::: PROVIDED INFORMATION :::

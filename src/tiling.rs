//! Organizing per-read HMMs into tiling paths and merging them.
//!
//! A tiling path is a maximal chain of HMMs that do not overlap on the
//! reference, ordered by coordinate. Overlapping reads therefore land in
//! different paths, and the paths are merged pairwise: overlapping
//! stretches are fused, column-aligned, cross-producted, scored and
//! pruned. The recursive halving over path sets is the only concurrency
//! seam of the engine; the two halves touch disjoint HMMs and run under
//! `rayon::join`.

use crate::error::Result;
use crate::hmm::RpHmm;
use crate::params::PhaseParams;
use log::{debug, warn};

fn sort_by_coordinate(hmms: &mut [RpHmm]) {
    hmms.sort_by(|a, b| a.coord_key().cmp(&b.coord_key()));
}

/// Decompose a set of HMMs into tiling paths: repeatedly take the
/// smallest remaining HMM and extend it with the closest remaining HMM
/// that starts at or after the chain end (a different reference always
/// qualifies), emitting one path per round.
pub(crate) fn tiling_paths(mut hmms: Vec<RpHmm>) -> Vec<Vec<RpHmm>> {
    sort_by_coordinate(&mut hmms);
    let mut slots: Vec<Option<RpHmm>> = hmms.into_iter().map(Some).collect();
    let mut remaining = slots.len();
    let mut paths = Vec::new();
    while remaining > 0 {
        let first = slots
            .iter()
            .position(|slot| slot.is_some())
            .expect("remaining hmm exists");
        let mut path = vec![slots[first].take().unwrap()];
        remaining -= 1;
        let mut scan = first + 1;
        while scan < slots.len() {
            let current = path.last().unwrap();
            let next = slots[scan..].iter().position(|slot| {
                slot.as_ref().map_or(false, |hmm| {
                    hmm.reference_name != current.reference_name
                        || hmm.ref_start >= current.ref_end()
                })
            });
            match next {
                Some(offset) => {
                    path.push(slots[scan + offset].take().unwrap());
                    remaining -= 1;
                    scan += offset + 1;
                }
                None => break,
            }
        }
        paths.push(path);
    }
    paths
}

/// Group the HMMs of two tiling paths into the connected components of
/// the transitive overlap relation. Both inputs are sorted and internally
/// non-overlapping, so a coordinate sweep over their union finds the
/// components; HMMs overlapping nothing become singletons.
fn overlapping_components(path1: Vec<RpHmm>, path2: Vec<RpHmm>) -> Vec<Vec<RpHmm>> {
    let mut hmms: Vec<RpHmm> = path1.into_iter().chain(path2).collect();
    sort_by_coordinate(&mut hmms);
    let mut components: Vec<Vec<RpHmm>> = Vec::new();
    let mut open_end = 0;
    for hmm in hmms {
        let joins = components.last().map_or(false, |component| {
            let last = component.last().unwrap();
            last.reference_name == hmm.reference_name && hmm.ref_start < open_end
        });
        if joins {
            open_end = open_end.max(hmm.ref_end());
            components.last_mut().unwrap().push(hmm);
        } else {
            open_end = hmm.ref_end();
            components.push(vec![hmm]);
        }
    }
    components
}

/// Fuse the HMMs of one tiling path into a single HMM.
fn fuse_tiling_path(path: Vec<RpHmm>) -> Result<RpHmm> {
    let mut hmms = path.into_iter();
    let mut fused = hmms.next().expect("tiling path is never empty");
    for hmm in hmms {
        fused = fused.fuse(hmm)?;
    }
    Ok(fused)
}

/// Merge two tiling paths into one. Each overlap component with two
/// sub-paths is fused, column-aligned, cross-producted, scored and
/// pruned; singleton components pass through unchanged.
fn merge_two_tiling_paths(
    path1: Vec<RpHmm>,
    path2: Vec<RpHmm>,
    params: &PhaseParams,
) -> Result<Vec<RpHmm>> {
    let mut merged = Vec::new();
    for component in overlapping_components(path1, path2) {
        if component.len() == 1 {
            merged.extend(component);
            continue;
        }
        let mut sub_paths = tiling_paths(component);
        // A connected component of two non-overlapping chains decomposes
        // into exactly two maximal chains.
        assert_eq!(sub_paths.len(), 2);
        let sub_path2 = sub_paths.pop().unwrap();
        let sub_path1 = sub_paths.pop().unwrap();
        let mut hmm1 = fuse_tiling_path(sub_path1)?;
        let mut hmm2 = fuse_tiling_path(sub_path2)?;
        RpHmm::align_columns(&mut hmm1, &mut hmm2)?;
        let mut hmm = hmm1.cross_product(&hmm2)?;
        hmm.forward_backward();
        hmm.prune(params);
        merged.push(hmm);
    }
    sort_by_coordinate(&mut merged);
    Ok(merged)
}

/// Merge a set of tiling paths into one, halving recursively; the two
/// halves operate on disjoint HMMs and run in parallel.
pub(crate) fn merge_tiling_paths(
    mut paths: Vec<Vec<RpHmm>>,
    params: &PhaseParams,
) -> Result<Vec<RpHmm>> {
    match paths.len() {
        0 => {
            warn!("zero tiling paths to merge");
            Ok(Vec::new())
        }
        1 => Ok(paths.pop().unwrap()),
        2 => {
            let path2 = paths.pop().unwrap();
            let path1 = paths.pop().unwrap();
            merge_two_tiling_paths(path1, path2, params)
        }
        n => {
            debug!("merging {} tiling paths by recursive halving", n);
            let tail = paths.split_off(n / 2);
            let (head, tail) = rayon::join(
                || merge_tiling_paths(paths, params),
                || merge_tiling_paths(tail, params),
            );
            merge_two_tiling_paths(head?, tail?, params)
        }
    }
}
//! Model parameters: the log substitution matrix and the knobs steering
//! tiling, pruning and coverage filtering.

use crate::partition::MAX_PARTITION_DEPTH;
use crate::profile::ALPHABET_SIZE;
use serde::{Deserialize, Serialize};
use std::sync::Arc;

/// Row-major `log P(derived | source)` over the nucleotide alphabet.
///
/// The matrix is plain data shared process-wide; HMMs keep a reference to
/// it and two HMMs can only be combined when they point at the same
/// matrix.
#[derive(Debug, Clone, PartialEq, Serialize, Deserialize)]
pub struct SubstitutionMatrix {
    log_probs: [f64; ALPHABET_SIZE * ALPHABET_SIZE],
}

impl SubstitutionMatrix {
    pub fn new(log_probs: [f64; ALPHABET_SIZE * ALPHABET_SIZE]) -> Self {
        Self { log_probs }
    }
    /// A symmetric matrix with a flat substitution rate: `ln(1 - rate)` on
    /// the diagonal and `ln(rate / 3)` elsewhere.
    pub fn with_substitution_rate(rate: f64) -> Self {
        assert!(0.0 < rate && rate < 1.0);
        let mut log_probs = [(rate / 3.0).ln(); ALPHABET_SIZE * ALPHABET_SIZE];
        for base in 0..ALPHABET_SIZE {
            log_probs[base * ALPHABET_SIZE + base] = (1.0 - rate).ln();
        }
        Self { log_probs }
    }
    /// Log probability of observing `derived` given haplotype character
    /// `source`.
    pub fn log_prob(&self, source: usize, derived: usize) -> f64 {
        self.log_probs[source * ALPHABET_SIZE + derived]
    }
}

/// Parameter bag for the phasing driver.
#[derive(Debug, Clone)]
pub struct PhaseParams {
    /// Cells and merge cells with a posterior below this are pruned.
    pub posterior_probability_threshold: f64,
    /// Columns and merge columns shallower than this are never pruned.
    pub min_column_depth_to_filter: usize,
    /// Hard cap on the tiling depth, at most [`MAX_PARTITION_DEPTH`].
    pub max_coverage_depth: usize,
    /// Shared log substitution matrix.
    pub substitution_matrix: Arc<SubstitutionMatrix>,
}

impl PhaseParams {
    pub fn new(substitution_matrix: SubstitutionMatrix) -> Self {
        Self {
            posterior_probability_threshold: 0.1,
            min_column_depth_to_filter: 10,
            max_coverage_depth: MAX_PARTITION_DEPTH,
            substitution_matrix: Arc::new(substitution_matrix),
        }
    }
    /// The enforced coverage cap: the configured maximum, clamped to what
    /// the partition encoding supports.
    pub fn coverage_cap(&self) -> usize {
        self.max_coverage_depth.min(MAX_PARTITION_DEPTH)
    }
}
//! Random references, haplotypes and profile reads for exercising the
//! engine in tests. Production callers build profile sequences from real
//! alignments instead.

use crate::profile::{ProfileSeq, ALPHABET_SIZE, MAX_PROB};
use rand::seq::SliceRandom;
use rand::Rng;
use std::sync::Arc;

const BASES: [u8; 4] = *b"ACGT";

const fn base_table() -> [usize; 256] {
    let mut slots = [0; 256];
    slots[b'A' as usize] = 0;
    slots[b'C' as usize] = 1;
    slots[b'G' as usize] = 2;
    slots[b'T' as usize] = 3;
    slots
}
const BASE_TABLE: [usize; 256] = base_table();

/// Generate a uniform random reference sequence.
pub fn generate_reference<R: Rng>(rng: &mut R, length: usize) -> Vec<u8> {
    (0..length)
        .filter_map(|_| BASES.choose(rng))
        .copied()
        .collect()
}

/// Copy a sequence, replacing each position with a random base at rate
/// `het_rate`.
pub fn permute_sequence<R: Rng>(seq: &[u8], het_rate: f64, rng: &mut R) -> Vec<u8> {
    seq.iter()
        .map(|&base| {
            if rng.gen_bool(het_rate) {
                *BASES.choose(rng).unwrap()
            } else {
                base
            }
        })
        .collect()
}

/// A read over a random subinterval of the haplotype: at each position the
/// haplotype base, or a uniform random base at rate `error_rate`, with the
/// full quantized mass on the observed base.
pub fn random_profile_seq<R: Rng>(
    reference_name: &str,
    hap_seq: &[u8],
    read_length: usize,
    error_rate: f64,
    rng: &mut R,
) -> ProfileSeq {
    assert!(read_length > 0 && read_length <= hap_seq.len());
    let start = rng.gen_range(0..=hap_seq.len() - read_length);
    let mut seq = ProfileSeq::new(reference_name, start, read_length);
    for position in 0..read_length {
        let base = if rng.gen_bool(error_rate) {
            *BASES.choose(rng).unwrap()
        } else {
            hap_seq[start + position]
        };
        seq.probs[position * ALPHABET_SIZE + BASE_TABLE[base as usize]] = MAX_PROB;
    }
    seq
}

/// Sample reads from two haplotypes, templating from either uniformly,
/// until `coverage * reference_length` bases are simulated. The reads of
/// each haplotype are returned separately so callers can score the
/// recovered partition.
pub fn simulate_reads<R: Rng>(
    reference_name: &str,
    hap1: &[u8],
    hap2: &[u8],
    coverage: usize,
    read_length_range: (usize, usize),
    error_rate: f64,
    rng: &mut R,
) -> (Vec<Arc<ProfileSeq>>, Vec<Arc<ProfileSeq>>) {
    assert_eq!(hap1.len(), hap2.len());
    let (min_length, max_length) = read_length_range;
    let mut hap1_reads = Vec::new();
    let mut hap2_reads = Vec::new();
    let mut bases_left = (coverage * hap1.len()) as i64;
    while bases_left > 0 {
        let read_length = rng.gen_range(min_length..=max_length);
        if rng.gen_bool(0.5) {
            hap1_reads.push(Arc::new(random_profile_seq(
                reference_name,
                hap1,
                read_length,
                error_rate,
                rng,
            )));
        } else {
            hap2_reads.push(Arc::new(random_profile_seq(
                reference_name,
                hap2,
                read_length,
                error_rate,
                rng,
            )));
        }
        bases_left -= read_length as i64;
    }
    (hap1_reads, hap2_reads)
}
//! Error types shared across the crate.

use thiserror::Error;

/// Errors surfaced by the phasing engine. There is no local recovery:
/// every failure propagates to the caller.
#[derive(Error, Debug, PartialEq)]
pub enum PhaseError {
    /// The tiling depth of the input reads exceeds the configured maximum.
    #[error("coverage depth {depth} exceeds the configured maximum of {max}")]
    CoverageExceeded { depth: usize, max: usize },
    /// Two HMMs cannot be fused, aligned or cross-producted together.
    #[error("incompatible hmms: {reason}")]
    HmmMismatch { reason: String },
    /// Traceback could not find a compatible merge cell. Usually a sign
    /// that pruning was too aggressive.
    #[error("traceback failed: a merge cell is missing from the hmm, is the pruning too aggressive?")]
    TracebackInfeasible,
    /// A public call was handed a zero-length reference interval.
    #[error("zero length reference interval")]
    InvalidCoordinates,
}

impl PhaseError {
    pub(crate) fn mismatch(reason: impl Into<String>) -> Self {
        PhaseError::HmmMismatch {
            reason: reason.into(),
        }
    }
}

pub type Result<T> = std::result::Result<T, PhaseError>;
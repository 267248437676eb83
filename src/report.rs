use chrono::{DateTime, NaiveDate, NaiveTime, Utc};
use regex::Regex;
use serde::Serialize;

use crate::mapping::{Recommendation, RiskLevel, Severity, confidence_for};
use crate::schema::BackendReview;

/// One flattened finding, categorized by the agent that raised it.
#[derive(Debug, Clone, PartialEq, Eq, Serialize)]
pub struct Finding {
    pub category: String,
    pub severity: Severity,
    pub message: String,
}

/// Per-report code metrics. The backend does not supply these yet, so they
/// are always zero-filled, never fabricated.
#[derive(Debug, Clone, Copy, Default, PartialEq, Eq, Serialize)]
#[serde(rename_all = "camelCase")]
pub struct ReportMetrics {
    pub coverage: u32,
    pub tests_added: u32,
    pub tests_modified: u32,
    pub files_changed: u32,
}

/// A backend review normalized into the dashboard's report shape.
#[derive(Debug, Clone, PartialEq, Serialize)]
#[serde(rename_all = "camelCase")]
pub struct NormalizedReport {
    pub id: String,
    pub pr_number: u64,
    pub pr_title: String,
    pub author: String,
    pub recommendation: Recommendation,
    pub confidence: u8,
    pub timestamp: String,
    pub metrics: ReportMetrics,
    pub findings: Vec<Finding>,
}

/// Expand per-agent finding lists into a flat list, preserving
/// (agent order, within-agent order). Categories are agent names verbatim;
/// severity comes from the agent's risk level.
pub fn flatten_findings(review: &BackendReview) -> Vec<Finding> {
    let mut findings = Vec::new();
    for agent in &review.agents {
        let severity = RiskLevel::from_backend(&agent.risk_level).severity();
        for message in &agent.findings {
            findings.push(Finding {
                category: agent.agent_name.clone(),
                severity,
                message: message.clone(),
            });
        }
    }
    findings
}

/// Parse a `generatedAt` value. Accepts RFC 3339 and bare calendar dates
/// (`"2024-01-01"`, midnight UTC); anything else is `None`.
pub fn parse_instant(raw: &str) -> Option<DateTime<Utc>> {
    if let Ok(dt) = DateTime::parse_from_rfc3339(raw) {
        return Some(dt.with_timezone(&Utc));
    }
    raw.parse::<NaiveDate>()
        .ok()
        .map(|date| date.and_time(NaiveTime::MIN).and_utc())
}

/// The generation instant embedded in a review, if it carries a usable one.
pub fn resolve_generated_at(review: &BackendReview) -> Option<DateTime<Utc>> {
    parse_instant(&review.metadata.generated_at)
}

/// Assemble the normalized report for one document. `now` anchors both the
/// relative timestamp display and the fallback generation instant.
pub fn assemble_report(
    review: &BackendReview,
    filename: &str,
    now: DateTime<Utc>,
) -> NormalizedReport {
    let generated = resolve_generated_at(review).unwrap_or(now);
    let (pr_number, pr_title, author) = resolve_pr_metadata(review, filename);
    let risk_levels: Vec<RiskLevel> = review
        .agents
        .iter()
        .map(|agent| RiskLevel::from_backend(&agent.risk_level))
        .collect();

    NormalizedReport {
        id: report_id(filename, generated),
        pr_number,
        pr_title,
        author,
        recommendation: Recommendation::from_backend(&review.overall_recommendation),
        confidence: confidence_for(&risk_levels),
        timestamp: format_relative(generated, now),
        metrics: ReportMetrics::default(),
        findings: flatten_findings(review),
    }
}

/// Stable identifier: filename stem plus the epoch-millis of the resolved
/// generation instant. Same (filename, generatedAt) pair, same id.
fn report_id(filename: &str, generated: DateTime<Utc>) -> String {
    let stem = filename.strip_suffix(".json").unwrap_or(filename);
    format!("{stem}-{}", generated.timestamp_millis())
}

/// Resolve (prNumber, prTitle, author). Embedded metadata wins when both
/// number and title are actually supplied; otherwise the first digit run in
/// the filename becomes the PR number and the title is synthesized.
fn resolve_pr_metadata(review: &BackendReview, filename: &str) -> (u64, String, String) {
    let author = review
        .author
        .clone()
        .unwrap_or_else(|| "unknown".to_string());

    let embedded = review
        .pr_number
        .filter(|&n| n > 0)
        .zip(review.pr_title.as_deref().filter(|t| !t.is_empty()));
    if let Some((number, title)) = embedded {
        return (number, title.to_string(), author);
    }

    let number = Regex::new(r"\d+")
        .unwrap()
        .find(filename)
        .and_then(|m| m.as_str().parse::<u64>().ok())
        .unwrap_or(0);
    let title = if number == 0 {
        "PR #Review".to_string()
    } else {
        format!("PR #{number}")
    };
    (number, title, author)
}

/// Human-relative display for a past instant. Boundaries are half-open on
/// the lower unit: exactly 60 elapsed minutes renders as hours.
pub fn format_relative(instant: DateTime<Utc>, now: DateTime<Utc>) -> String {
    let elapsed = now.signed_duration_since(instant);
    let minutes = elapsed.num_minutes();
    if minutes < 1 {
        return "just now".to_string();
    }
    if minutes < 60 {
        return format!("{minutes} minute{} ago", plural(minutes));
    }
    let hours = elapsed.num_hours();
    if hours < 24 {
        return format!("{hours} hour{} ago", plural(hours));
    }
    let days = elapsed.num_days();
    if days < 7 {
        return format!("{days} day{} ago", plural(days));
    }
    instant.format("%-m/%-d/%Y").to_string()
}

fn plural(n: i64) -> &'static str {
    if n == 1 { "" } else { "s" }
}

:::

> [THE PROBLEM] Out of the records, collect only those lines that contain the string "Regex".

> [COMPLETED EXERCISE]
use regex::Regex;
    let number = Regex::new(r"\d+")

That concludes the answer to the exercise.